EXERCISE OBJECTIVE | Filter the entries for the word "outer". Copy each line in which it occurs.

DATA TO EXAMINE |
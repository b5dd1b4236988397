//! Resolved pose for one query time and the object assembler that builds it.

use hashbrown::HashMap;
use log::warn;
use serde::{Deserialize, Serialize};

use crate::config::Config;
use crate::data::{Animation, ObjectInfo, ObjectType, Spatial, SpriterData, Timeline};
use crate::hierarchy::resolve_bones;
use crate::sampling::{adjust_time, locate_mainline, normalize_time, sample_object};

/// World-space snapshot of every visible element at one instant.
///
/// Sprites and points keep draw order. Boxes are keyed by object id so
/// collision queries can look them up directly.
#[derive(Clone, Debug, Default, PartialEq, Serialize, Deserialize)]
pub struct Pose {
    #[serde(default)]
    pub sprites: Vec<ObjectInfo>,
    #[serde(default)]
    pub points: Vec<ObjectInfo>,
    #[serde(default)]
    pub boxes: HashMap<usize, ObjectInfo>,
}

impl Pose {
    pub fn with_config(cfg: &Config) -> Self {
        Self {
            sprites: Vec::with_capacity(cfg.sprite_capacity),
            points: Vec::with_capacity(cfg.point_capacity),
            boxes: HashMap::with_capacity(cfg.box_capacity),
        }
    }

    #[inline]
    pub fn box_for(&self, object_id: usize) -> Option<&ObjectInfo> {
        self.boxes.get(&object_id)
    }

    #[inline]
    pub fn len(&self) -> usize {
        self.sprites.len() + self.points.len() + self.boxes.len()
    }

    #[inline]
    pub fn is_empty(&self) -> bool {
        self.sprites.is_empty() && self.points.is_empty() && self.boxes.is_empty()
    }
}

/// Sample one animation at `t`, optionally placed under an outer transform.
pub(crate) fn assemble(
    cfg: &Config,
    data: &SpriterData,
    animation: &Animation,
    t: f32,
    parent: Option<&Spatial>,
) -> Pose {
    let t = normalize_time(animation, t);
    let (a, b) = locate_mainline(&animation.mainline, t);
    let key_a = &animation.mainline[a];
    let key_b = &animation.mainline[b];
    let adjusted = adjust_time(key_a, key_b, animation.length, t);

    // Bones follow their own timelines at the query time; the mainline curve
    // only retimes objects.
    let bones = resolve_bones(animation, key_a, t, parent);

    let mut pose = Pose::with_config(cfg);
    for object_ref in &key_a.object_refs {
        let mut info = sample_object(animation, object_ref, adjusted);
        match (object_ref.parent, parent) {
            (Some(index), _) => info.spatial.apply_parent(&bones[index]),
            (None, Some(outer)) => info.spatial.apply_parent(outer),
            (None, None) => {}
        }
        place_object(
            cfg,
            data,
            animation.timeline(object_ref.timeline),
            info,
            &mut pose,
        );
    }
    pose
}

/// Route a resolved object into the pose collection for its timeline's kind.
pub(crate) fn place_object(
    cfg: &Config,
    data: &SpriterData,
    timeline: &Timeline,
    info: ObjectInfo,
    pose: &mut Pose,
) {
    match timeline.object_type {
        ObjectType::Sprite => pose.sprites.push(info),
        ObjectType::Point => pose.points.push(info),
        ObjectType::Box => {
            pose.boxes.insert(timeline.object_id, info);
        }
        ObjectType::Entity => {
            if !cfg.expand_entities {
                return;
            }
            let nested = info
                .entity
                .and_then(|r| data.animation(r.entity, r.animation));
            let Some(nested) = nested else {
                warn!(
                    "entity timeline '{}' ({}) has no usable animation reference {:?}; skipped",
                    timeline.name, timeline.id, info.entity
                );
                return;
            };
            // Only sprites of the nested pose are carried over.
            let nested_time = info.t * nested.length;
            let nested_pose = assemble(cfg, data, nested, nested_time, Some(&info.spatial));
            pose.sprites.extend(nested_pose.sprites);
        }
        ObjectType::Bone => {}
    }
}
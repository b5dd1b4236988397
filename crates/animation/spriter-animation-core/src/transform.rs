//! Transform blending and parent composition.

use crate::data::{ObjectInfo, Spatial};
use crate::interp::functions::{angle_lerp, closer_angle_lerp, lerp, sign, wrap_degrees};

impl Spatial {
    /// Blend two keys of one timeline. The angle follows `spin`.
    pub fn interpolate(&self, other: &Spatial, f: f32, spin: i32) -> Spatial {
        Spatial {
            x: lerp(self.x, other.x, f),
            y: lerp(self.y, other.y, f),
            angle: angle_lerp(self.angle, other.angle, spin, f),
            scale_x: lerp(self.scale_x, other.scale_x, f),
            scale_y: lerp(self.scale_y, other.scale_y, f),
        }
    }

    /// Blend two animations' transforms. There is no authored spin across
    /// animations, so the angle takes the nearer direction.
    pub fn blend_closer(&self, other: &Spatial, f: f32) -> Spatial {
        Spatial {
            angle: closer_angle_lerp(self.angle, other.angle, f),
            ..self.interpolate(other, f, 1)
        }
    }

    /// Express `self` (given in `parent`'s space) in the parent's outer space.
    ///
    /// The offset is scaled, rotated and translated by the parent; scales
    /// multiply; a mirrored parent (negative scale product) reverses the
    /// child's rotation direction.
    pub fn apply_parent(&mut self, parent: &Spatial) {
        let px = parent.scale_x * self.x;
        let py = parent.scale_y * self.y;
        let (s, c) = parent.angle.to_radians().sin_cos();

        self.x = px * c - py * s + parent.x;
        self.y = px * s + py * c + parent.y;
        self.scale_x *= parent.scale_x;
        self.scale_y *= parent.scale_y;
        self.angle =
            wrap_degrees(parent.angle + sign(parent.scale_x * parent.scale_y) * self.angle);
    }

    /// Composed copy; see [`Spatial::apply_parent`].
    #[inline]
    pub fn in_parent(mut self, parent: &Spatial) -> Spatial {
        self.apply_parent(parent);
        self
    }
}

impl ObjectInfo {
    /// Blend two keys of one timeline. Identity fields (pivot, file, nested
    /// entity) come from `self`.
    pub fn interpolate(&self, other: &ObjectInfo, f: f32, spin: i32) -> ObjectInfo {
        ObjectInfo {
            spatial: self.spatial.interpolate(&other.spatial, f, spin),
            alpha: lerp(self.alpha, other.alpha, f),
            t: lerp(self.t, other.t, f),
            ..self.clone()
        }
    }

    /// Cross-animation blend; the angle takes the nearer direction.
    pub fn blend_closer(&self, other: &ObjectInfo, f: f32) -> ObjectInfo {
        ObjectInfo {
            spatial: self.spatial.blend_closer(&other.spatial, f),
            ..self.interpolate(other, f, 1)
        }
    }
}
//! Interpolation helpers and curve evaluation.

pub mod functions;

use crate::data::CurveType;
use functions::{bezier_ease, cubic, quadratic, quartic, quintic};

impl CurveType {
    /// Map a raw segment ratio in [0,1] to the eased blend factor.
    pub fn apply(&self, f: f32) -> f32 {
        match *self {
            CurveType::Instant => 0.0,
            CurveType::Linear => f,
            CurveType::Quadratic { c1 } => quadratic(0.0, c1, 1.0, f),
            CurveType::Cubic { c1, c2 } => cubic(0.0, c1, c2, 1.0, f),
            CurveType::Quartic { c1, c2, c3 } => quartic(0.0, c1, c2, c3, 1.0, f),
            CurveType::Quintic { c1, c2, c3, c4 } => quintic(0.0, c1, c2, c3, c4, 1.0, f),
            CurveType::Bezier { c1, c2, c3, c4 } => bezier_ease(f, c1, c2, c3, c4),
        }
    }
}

PROBLEM SOLUTION |
/// Sample one animation at `t`, optionally placed under an outer transform.
            (None, Some(outer)) => info.spatial.apply_parent(outer),
    /// Express `self` (given in `parent`'s space) in the parent's outer space.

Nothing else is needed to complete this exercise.